Scan the material for the word "heal" and copy each line where it occurs.

——

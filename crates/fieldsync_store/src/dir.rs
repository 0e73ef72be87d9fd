//! Store directory management.
//!
//! ```text
//! <store_path>/
//! ├─ LOCK          # Advisory lock for single-writer
//! ├─ scopes.log    # Scope records
//! ├─ events.log    # Event records
//! └─ sync.log      # Progress counters and sync operations
//! ```

use crate::error::{StoreError, StoreResult};
use fieldsync_storage::FileBackend;
use fs2::FileExt;
use std::fs::{self, File, OpenOptions};
use std::path::{Path, PathBuf};

const LOCK_FILE: &str = "LOCK";
const SCOPES_FILE: &str = "scopes.log";
const EVENTS_FILE: &str = "events.log";
const SYNC_FILE: &str = "sync.log";

/// An exclusively locked store directory.
///
/// The lock is released when the last handle is dropped. Share it as
/// `Arc<StoreDir>` between the event store and the sync state store.
#[derive(Debug)]
pub struct StoreDir {
    path: PathBuf,
    _lock_file: File,
}

impl StoreDir {
    /// Opens or creates a store directory and takes its lock.
    ///
    /// # Errors
    ///
    /// Returns `StoreLocked` if another process holds the directory, and
    /// `InvalidDirectory` if the path is missing (and `create_if_missing` is
    /// false) or is not a directory.
    pub fn open(path: &Path, create_if_missing: bool) -> StoreResult<Self> {
        if !path.exists() {
            if create_if_missing {
                fs::create_dir_all(path)?;
            } else {
                return Err(StoreError::invalid_directory(format!(
                    "store directory does not exist: {}",
                    path.display()
                )));
            }
        }

        if !path.is_dir() {
            return Err(StoreError::invalid_directory(format!(
                "path is not a directory: {}",
                path.display()
            )));
        }

        let lock_file = OpenOptions::new()
            .read(true)
            .write(true)
            .create(true)
            .truncate(false)
            .open(path.join(LOCK_FILE))?;

        if lock_file.try_lock_exclusive().is_err() {
            return Err(StoreError::StoreLocked);
        }

        Ok(Self {
            path: path.to_path_buf(),
            _lock_file: lock_file,
        })
    }

    /// Returns the directory path.
    #[must_use]
    pub fn path(&self) -> &Path {
        &self.path
    }

    /// Opens the scope record file.
    pub fn scopes_backend(&self) -> StoreResult<FileBackend> {
        Ok(FileBackend::open(&self.path.join(SCOPES_FILE))?)
    }

    /// Opens the event record file.
    pub fn events_backend(&self) -> StoreResult<FileBackend> {
        Ok(FileBackend::open(&self.path.join(EVENTS_FILE))?)
    }

    /// Opens the sync state record file.
    pub fn sync_backend(&self) -> StoreResult<FileBackend> {
        Ok(FileBackend::open(&self.path.join(SYNC_FILE))?)
    }
}

#[cfg(test)]
mod tests {
    use super::*;
    use tempfile::tempdir;

    #[test]
    fn creates_missing_directory() {
        let root = tempdir().unwrap();
        let path = root.path().join("store");
        let dir = StoreDir::open(&path, true).unwrap();
        assert!(dir.path().join(LOCK_FILE).exists());
    }

    #[test]
    fn missing_directory_without_create() {
        let root = tempdir().unwrap();
        let err = StoreDir::open(&root.path().join("nope"), false).unwrap_err();
        assert!(matches!(err, StoreError::InvalidDirectory { .. }));
    }

    #[test]
    fn second_open_is_locked() {
        let root = tempdir().unwrap();
        let _first = StoreDir::open(root.path(), true).unwrap();
        let err = StoreDir::open(root.path(), true).unwrap_err();
        assert!(matches!(err, StoreError::StoreLocked));
    }

    #[test]
    fn lock_released_on_drop() {
        let root = tempdir().unwrap();
        drop(StoreDir::open(root.path(), true).unwrap());
        assert!(StoreDir::open(root.path(), true).is_ok());
    }
}
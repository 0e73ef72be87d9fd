//! Storage backend trait definition.

use crate::error::StorageResult;

/// A byte store holding one record file.
///
/// Backends are **opaque byte stores**: the framing in [`crate::RecordLog`]
/// owns all interpretation. Methods take `&self` and lock internally, so a
/// single backend can be shared by concurrent readers and writers.
///
/// # Invariants
///
/// - `append` returns the offset where data was written
/// - `read_all` returns every byte previously appended, in order
/// - `replace` is atomic: readers observe either the old or the new content
/// - after `sync` returns, all appended data survives process termination
pub trait StorageBackend: Send + Sync {
    /// Returns the whole content of the store.
    fn read_all(&self) -> StorageResult<Vec<u8>>;

    /// Appends data to the end of the store and returns its offset.
    fn append(&self, data: &[u8]) -> StorageResult<u64>;

    /// Atomically replaces the whole content of the store.
    ///
    /// Used to compact a log down to its live records.
    fn replace(&self, data: &[u8]) -> StorageResult<()>;

    /// Truncates the store to `new_size` bytes.
    ///
    /// # Errors
    ///
    /// Returns [`crate::StorageError::TruncatePastEnd`] if `new_size` is
    /// greater than the current size.
    fn truncate(&self, new_size: u64) -> StorageResult<()>;

    /// Syncs data and metadata to durable storage.
    fn sync(&self) -> StorageResult<()>;

    /// Returns the current size in bytes.
    fn size(&self) -> StorageResult<u64>;
}
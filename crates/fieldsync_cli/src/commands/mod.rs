//! CLI command implementations.

pub mod close_session;
pub mod compact;
pub mod dump_scope;
pub mod inspect;
pub mod progress;

use fieldsync_store::{
    EventRepository, FileEventStore, KeyValueStore, RecordKeyValueStore, StaticLogin,
    StoreConfig, StoreDir, StoreResult, SystemClock,
};
use std::path::Path;
use std::sync::Arc;

/// Device id stamped on scopes the CLI creates.
const CLI_DEVICE_ID: &str = "fieldsync-cli";

/// A store directory opened for maintenance.
///
/// Holds the directory lock until dropped, so a running app cannot write
/// concurrently.
pub struct OpenedStore {
    /// Repository over the store, signed out.
    pub repo: EventRepository,
    /// The event files.
    pub events: Arc<FileEventStore>,
    /// Sync state.
    pub kv: Arc<dyn KeyValueStore>,
}

/// Opens an existing store directory.
pub fn open(path: &Path) -> StoreResult<OpenedStore> {
    open_dir(path, false)
}

#[cfg(test)]
pub(crate) fn open_or_create(path: &Path) -> StoreResult<OpenedStore> {
    open_dir(path, true)
}

fn open_dir(path: &Path, create_if_missing: bool) -> StoreResult<OpenedStore> {
    let dir = Arc::new(StoreDir::open(path, create_if_missing)?);
    let events = Arc::new(FileEventStore::open_dir(dir.clone(), true)?);
    let kv: Arc<dyn KeyValueStore> = Arc::new(RecordKeyValueStore::open_dir(dir, true)?);
    let repo = EventRepository::new(
        StoreConfig::new(CLI_DEVICE_ID),
        events.clone(),
        Arc::new(StaticLogin::signed_out()),
        Arc::new(SystemClock),
    );
    Ok(OpenedStore { repo, events, kv })
}
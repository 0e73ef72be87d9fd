//! A stateful fake of the remote events API.
//!
//! Unlike the scripted `MockRemote` of the engine, the fake keeps a remote
//! enrolment log: every uploaded enrolment becomes a creation record that
//! later downloads serve, so a device can sync with itself.

use async_trait::async_trait;
use fieldsync_engine::{
    EventRemoteDataSource, EventStream, SyncError, SyncResult, UploadResult,
};
use fieldsync_events::{
    EnrolmentRecordEvent, EnrolmentRecordEventType, EnrolmentRecordPayload, EventCount,
    EventPayload, RemoteEventQuery, UploadEventsBody,
};
use parking_lot::Mutex;
use tokio::sync::mpsc;

type ErrorFactory = Box<dyn Fn() -> SyncError + Send + Sync>;

#[derive(Default)]
struct BackendState {
    offline: bool,
    log: Vec<EnrolmentRecordEvent>,
    uploads: Vec<UploadEventsBody>,
    dumps: Vec<Vec<String>>,
    post_error: Option<ErrorFactory>,
    download_error: Option<ErrorFactory>,
    next_record: u64,
}

impl BackendState {
    fn append(&mut self, payload: EnrolmentRecordPayload) -> String {
        self.next_record += 1;
        let id = format!("rec-{}", self.next_record);
        self.log.push(EnrolmentRecordEvent {
            id: id.clone(),
            payload,
        });
        id
    }

    fn serve(&self, query: &RemoteEventQuery) -> Vec<EnrolmentRecordEvent> {
        let start = query
            .last_event_id
            .as_deref()
            .and_then(|cursor| self.log.iter().position(|r| r.id == cursor))
            .map_or(0, |i| i + 1);
        self.log[start..]
            .iter()
            .filter(|r| matches_query(&r.payload, query))
            .cloned()
            .collect()
    }
}

fn matches_query(payload: &EnrolmentRecordPayload, query: &RemoteEventQuery) -> bool {
    match payload {
        EnrolmentRecordPayload::EnrolmentRecordCreation {
            project_id,
            module_id,
            attendant_id,
            ..
        }
        | EnrolmentRecordPayload::EnrolmentRecordDeletion {
            project_id,
            module_id,
            attendant_id,
            ..
        } => {
            *project_id == query.project_id
                && query.module_id.as_ref().is_none_or(|m| m == module_id)
                && query.user_id.as_ref().is_none_or(|u| u == attendant_id)
        }
        EnrolmentRecordPayload::EnrolmentRecordMove { deletion, creation } => deletion
            .iter()
            .chain(creation.iter())
            .any(|side| matches_query(side, query)),
    }
}

/// An in-memory backend holding the remote enrolment log.
///
/// Going offline makes every call fail with a network error.
#[derive(Default)]
pub struct FakeBackend {
    state: Mutex<BackendState>,
}

impl std::fmt::Debug for FakeBackend {
    fn fmt(&self, f: &mut std::fmt::Formatter<'_>) -> std::fmt::Result {
        let state = self.state.lock();
        f.debug_struct("FakeBackend")
            .field("offline", &state.offline)
            .field("log", &state.log.len())
            .field("uploads", &state.uploads.len())
            .finish_non_exhaustive()
    }
}

impl FakeBackend {
    /// Creates an online backend with an empty log.
    pub fn new() -> Self {
        Self::default()
    }

    /// Toggles connectivity.
    pub fn set_online(&self, online: bool) {
        self.state.lock().offline = !online;
    }

    /// Appends records written by other devices. Ids are kept as given.
    pub fn publish(&self, records: Vec<EnrolmentRecordEvent>) {
        self.state.lock().log.extend(records);
    }

    /// Appends a record and returns its generated id.
    pub fn append(&self, payload: EnrolmentRecordPayload) -> String {
        self.state.lock().append(payload)
    }

    /// Makes uploads fail until [`heal`](Self::heal).
    pub fn fail_posts(&self, error: impl Fn() -> SyncError + Send + Sync + 'static) {
        self.state.lock().post_error = Some(Box::new(error));
    }

    /// Makes downloads fail up front until [`heal`](Self::heal).
    pub fn fail_downloads(&self, error: impl Fn() -> SyncError + Send + Sync + 'static) {
        self.state.lock().download_error = Some(Box::new(error));
    }

    /// Clears every configured failure.
    pub fn heal(&self) {
        let mut state = self.state.lock();
        state.post_error = None;
        state.download_error = None;
    }

    /// Returns the remote log.
    pub fn records(&self) -> Vec<EnrolmentRecordEvent> {
        self.state.lock().log.clone()
    }

    /// Returns the accepted upload bodies.
    pub fn uploads(&self) -> Vec<UploadEventsBody> {
        self.state.lock().uploads.clone()
    }

    /// Returns the ids of every accepted scope, in upload order.
    pub fn uploaded_scope_ids(&self) -> Vec<String> {
        self.state
            .lock()
            .uploads
            .iter()
            .flat_map(UploadEventsBody::scope_ids)
            .collect()
    }

    /// Returns the accepted quarantine uploads.
    pub fn dumps(&self) -> Vec<Vec<String>> {
        self.state.lock().dumps.clone()
    }

    fn check_online(state: &BackendState) -> SyncResult<()> {
        if state.offline {
            return Err(SyncError::network("backend unreachable"));
        }
        Ok(())
    }
}

#[async_trait]
impl EventRemoteDataSource for FakeBackend {
    async fn count(&self, query: &RemoteEventQuery) -> SyncResult<Vec<EventCount>> {
        let state = self.state.lock();
        Self::check_online(&state)?;
        let records = state.serve(query);
        Ok([
            EnrolmentRecordEventType::EnrolmentRecordCreation,
            EnrolmentRecordEventType::EnrolmentRecordDeletion,
            EnrolmentRecordEventType::EnrolmentRecordMove,
        ]
        .into_iter()
        .map(|event_type| EventCount {
            event_type,
            count: u32::try_from(
                records
                    .iter()
                    .filter(|r| r.payload.event_type() == event_type)
                    .count(),
            )
            .unwrap_or(u32::MAX),
        })
        .collect())
    }

    async fn get_events(&self, query: &RemoteEventQuery) -> SyncResult<EventStream> {
        let records = {
            let state = self.state.lock();
            Self::check_online(&state)?;
            if let Some(factory) = &state.download_error {
                return Err(factory());
            }
            state.serve(query)
        };
        let (tx, rx) = mpsc::channel(records.len().max(1));
        let total = records.len() as u64;
        for record in records {
            let _ = tx.try_send(Ok(record));
        }
        Ok(EventStream {
            receiver: rx,
            total_count: Some(total),
            is_lower_bound: false,
            request_id: None,
        })
    }

    async fn post(
        &self,
        project_id: &str,
        body: &UploadEventsBody,
        _accept_invalid_events: bool,
    ) -> SyncResult<UploadResult> {
        let mut state = self.state.lock();
        Self::check_online(&state)?;
        if let Some(factory) = &state.post_error {
            return Err(factory());
        }
        for upload in &body.sessions {
            for event in &upload.events {
                if let EventPayload::Enrolment(enrolment) = &event.payload {
                    state.append(EnrolmentRecordPayload::EnrolmentRecordCreation {
                        subject_id: enrolment.subject_id.clone(),
                        project_id: project_id.to_string(),
                        module_id: enrolment.module_id.clone(),
                        attendant_id: enrolment.attendant_id.clone(),
                        biometric_references: Vec::new(),
                    });
                }
            }
        }
        state.uploads.push(body.clone());
        Ok(UploadResult {
            status: 201,
            request_id: Some(format!("fake-upload-{}", state.uploads.len())),
        })
    }

    async fn dump_invalid_events(&self, _project_id: &str, events: Vec<String>) -> SyncResult<()> {
        let mut state = self.state.lock();
        Self::check_online(&state)?;
        state.dumps.push(events);
        Ok(())
    }
}

#[cfg(test)]
mod tests {
    use super::*;
    use crate::fixtures::{creation_record, enrolment_event, TEST_MODULE, TEST_PROJECT};
    use fieldsync_events::{EventScope, EventScopePayload, EventScopeType, ScopeUpload, Timestamp};

    fn query(module_id: Option<&str>, last_event_id: Option<&str>) -> RemoteEventQuery {
        RemoteEventQuery {
            project_id: TEST_PROJECT.into(),
            user_id: None,
            module_id: module_id.map(String::from),
            subject_id: None,
            modes: Vec::new(),
            last_event_id: last_event_id.map(String::from),
        }
    }

    #[tokio::test]
    async fn uploaded_enrolments_become_records() {
        let backend = FakeBackend::new();
        let scope = EventScope::new(
            "s1",
            TEST_PROJECT,
            EventScopeType::Session,
            Timestamp(1),
            EventScopePayload::default(),
        );
        let body = UploadEventsBody::for_scope_type(
            EventScopeType::Session,
            vec![ScopeUpload {
                scope,
                events: vec![enrolment_event("subject-a", 2)],
            }],
        );
        backend.post(TEST_PROJECT, &body, true).await.unwrap();

        assert_eq!(backend.uploaded_scope_ids(), vec!["s1".to_string()]);
        let records = backend.records();
        assert_eq!(records.len(), 1);
        assert_eq!(records[0].id, "rec-1");
        let subject = records[0].payload.to_subject().unwrap();
        assert_eq!(subject.subject_id, "subject-a");
    }

    #[tokio::test]
    async fn serves_after_cursor_and_filters_module() {
        let backend = FakeBackend::new();
        backend.publish(vec![
            creation_record("r1", "a", TEST_MODULE),
            creation_record("r2", "b", "other-module"),
            creation_record("r3", "c", TEST_MODULE),
        ]);

        let mut stream = backend
            .get_events(&query(Some(TEST_MODULE), Some("r1")))
            .await
            .unwrap();
        assert_eq!(stream.total_count, Some(1));
        let first = stream.receiver.recv().await.unwrap().unwrap();
        assert_eq!(first.id, "r3");
        assert!(stream.receiver.recv().await.is_none());

        let counts = backend.count(&query(None, None)).await.unwrap();
        assert_eq!(counts[0].count, 3);
    }

    #[tokio::test]
    async fn offline_backend_fails_with_network_errors() {
        let backend = FakeBackend::new();
        backend.set_online(false);
        let err = backend.count(&query(None, None)).await.unwrap_err();
        assert!(err.is_retryable());
        backend.set_online(true);
        assert!(backend.count(&query(None, None)).await.is_ok());
    }
}
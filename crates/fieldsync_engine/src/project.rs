//! Project settings and device checks consulted before a sync.

use crate::error::{SyncError, SyncResult};
use async_trait::async_trait;
use fieldsync_events::{Modality, UpSyncKind};
use fieldsync_store::{DownSyncScope, Partitioning};
use parking_lot::RwLock;
use serde::{Deserialize, Serialize};
use std::sync::atomic::{AtomicBool, Ordering};

/// When a project syncs.
#[derive(Debug, Clone, Copy, Default, PartialEq, Eq, Serialize, Deserialize)]
#[serde(rename_all = "SCREAMING_SNAKE_CASE")]
pub enum SyncFrequency {
    /// Only upload, on the periodic schedule.
    OnlyPeriodicallyUpSync,
    /// Upload and download on the periodic schedule.
    #[default]
    Periodically,
    /// Periodically and whenever a session starts.
    PeriodicallyAndOnSessionStart,
}

/// Lifecycle state of a project.
#[derive(Debug, Clone, Copy, Default, PartialEq, Eq, Serialize, Deserialize)]
#[serde(rename_all = "SCREAMING_SNAKE_CASE")]
pub enum ProjectState {
    /// Normal operation.
    #[default]
    Running,
    /// Temporarily suspended by the project owner.
    Paused,
    /// Being wound down.
    Ending,
}

/// Sync-related project settings.
#[derive(Debug, Clone, PartialEq, Eq, Serialize, Deserialize)]
#[serde(rename_all = "camelCase")]
pub struct ProjectConfiguration {
    /// Project id.
    pub project_id: String,
    /// What leaves the device.
    pub up_sync_kind: UpSyncKind,
    /// When the project syncs.
    pub frequency: SyncFrequency,
    /// How the remote log is split for download.
    pub partitioning: Partitioning,
    /// Modules selected on this device.
    #[serde(default)]
    pub module_ids: Vec<String>,
    /// Modalities to download.
    #[serde(default)]
    pub modes: Vec<Modality>,
}

impl ProjectConfiguration {
    /// Creates a configuration that syncs everything of the whole project.
    pub fn new(project_id: impl Into<String>) -> Self {
        Self {
            project_id: project_id.into(),
            up_sync_kind: UpSyncKind::All,
            frequency: SyncFrequency::Periodically,
            partitioning: Partitioning::Project,
            module_ids: Vec::new(),
            modes: vec![Modality::Fingerprint],
        }
    }

    /// Sets the up-sync kind.
    pub fn with_up_sync_kind(mut self, kind: UpSyncKind) -> Self {
        self.up_sync_kind = kind;
        self
    }

    /// Sets the sync frequency.
    pub fn with_frequency(mut self, frequency: SyncFrequency) -> Self {
        self.frequency = frequency;
        self
    }

    /// Downloads one partition per module.
    pub fn with_modules(mut self, module_ids: Vec<String>) -> Self {
        self.partitioning = Partitioning::Module;
        self.module_ids = module_ids;
        self
    }

    /// Sets the partitioning.
    pub fn with_partitioning(mut self, partitioning: Partitioning) -> Self {
        self.partitioning = partitioning;
        self
    }

    /// Sets the modalities to download.
    pub fn with_modes(mut self, modes: Vec<Modality>) -> Self {
        self.modes = modes;
        self
    }

    /// Returns the download scope for an attendant.
    pub fn down_sync_scope(&self, user_id: impl Into<String>) -> DownSyncScope {
        DownSyncScope {
            project_id: self.project_id.clone(),
            user_id: user_id.into(),
            module_ids: self.module_ids.clone(),
            modes: self.modes.clone(),
            partitioning: self.partitioning,
        }
    }
}

/// Source of project settings.
#[async_trait]
pub trait ConfigProvider: Send + Sync {
    /// Returns the current project configuration.
    async fn project_configuration(&self) -> SyncResult<ProjectConfiguration>;

    /// Returns the current project state.
    async fn project_state(&self) -> SyncResult<ProjectState>;
}

/// A [`ConfigProvider`] holding fixed values that can be swapped at runtime.
#[derive(Debug)]
pub struct StaticConfigProvider {
    configuration: RwLock<ProjectConfiguration>,
    state: RwLock<ProjectState>,
}

impl StaticConfigProvider {
    /// Creates a provider for a running project.
    pub fn new(configuration: ProjectConfiguration) -> Self {
        Self {
            configuration: RwLock::new(configuration),
            state: RwLock::new(ProjectState::Running),
        }
    }

    /// Replaces the configuration.
    pub fn set_configuration(&self, configuration: ProjectConfiguration) {
        *self.configuration.write() = configuration;
    }

    /// Replaces the project state.
    pub fn set_state(&self, state: ProjectState) {
        *self.state.write() = state;
    }
}

#[async_trait]
impl ConfigProvider for StaticConfigProvider {
    async fn project_configuration(&self) -> SyncResult<ProjectConfiguration> {
        Ok(self.configuration.read().clone())
    }

    async fn project_state(&self) -> SyncResult<ProjectState> {
        Ok(*self.state.read())
    }
}

/// Device integrity checks.
pub trait SecurityManager: Send + Sync {
    /// Fails with [`SyncError::RootedDevice`] on a rooted device.
    fn check_if_device_is_rooted(&self) -> SyncResult<()>;
}

/// A [`SecurityManager`] whose verdict is set by the caller.
#[derive(Debug, Default)]
pub struct StaticSecurity {
    rooted: AtomicBool,
}

impl StaticSecurity {
    /// Creates a manager reporting an intact device.
    pub fn new() -> Self {
        Self::default()
    }

    /// Sets whether the device is reported as rooted.
    pub fn set_rooted(&self, rooted: bool) {
        self.rooted.store(rooted, Ordering::SeqCst);
    }
}

impl SecurityManager for StaticSecurity {
    fn check_if_device_is_rooted(&self) -> SyncResult<()> {
        if self.rooted.load(Ordering::SeqCst) {
            Err(SyncError::RootedDevice)
        } else {
            Ok(())
        }
    }
}

#[cfg(test)]
mod tests {
    use super::*;

    #[test]
    fn module_configuration_builds_module_scope() {
        let config = ProjectConfiguration::new("p1")
            .with_modules(vec!["m1".into(), "m2".into()])
            .with_modes(vec![Modality::Face]);
        let scope = config.down_sync_scope("u1");
        assert_eq!(scope.partitioning, Partitioning::Module);
        assert_eq!(scope.partitions().len(), 2);
        assert_eq!(scope.user_id, "u1");
    }

    #[test]
    fn configuration_json() {
        let json = r#"{
            "projectId": "p1",
            "upSyncKind": "ONLY_ANALYTICS",
            "frequency": "ONLY_PERIODICALLY_UP_SYNC",
            "partitioning": "USER"
        }"#;
        let config: ProjectConfiguration = serde_json::from_str(json).unwrap();
        assert_eq!(config.up_sync_kind, UpSyncKind::OnlyAnalytics);
        assert_eq!(config.frequency, SyncFrequency::OnlyPeriodicallyUpSync);
        assert!(config.module_ids.is_empty());
    }

    #[test]
    fn rooted_check() {
        let security = StaticSecurity::new();
        assert!(security.check_if_device_is_rooted().is_ok());
        security.set_rooted(true);
        assert!(matches!(
            security.check_if_device_is_rooted(),
            Err(SyncError::RootedDevice)
        ));
    }

    #[tokio::test]
    async fn static_provider_swaps_values() {
        let provider = StaticConfigProvider::new(ProjectConfiguration::new("p1"));
        provider.set_state(ProjectState::Paused);
        assert_eq!(provider.project_state().await.unwrap(), ProjectState::Paused);
        provider.set_configuration(ProjectConfiguration::new("p2"));
        assert_eq!(
            provider.project_configuration().await.unwrap().project_id,
            "p2"
        );
    }
}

——

*Response:*
    /// Makes uploads fail until [`heal`](Self::heal).
    /// Makes downloads fail up front until [`heal`](Self::heal).
    pub fn heal(&self) {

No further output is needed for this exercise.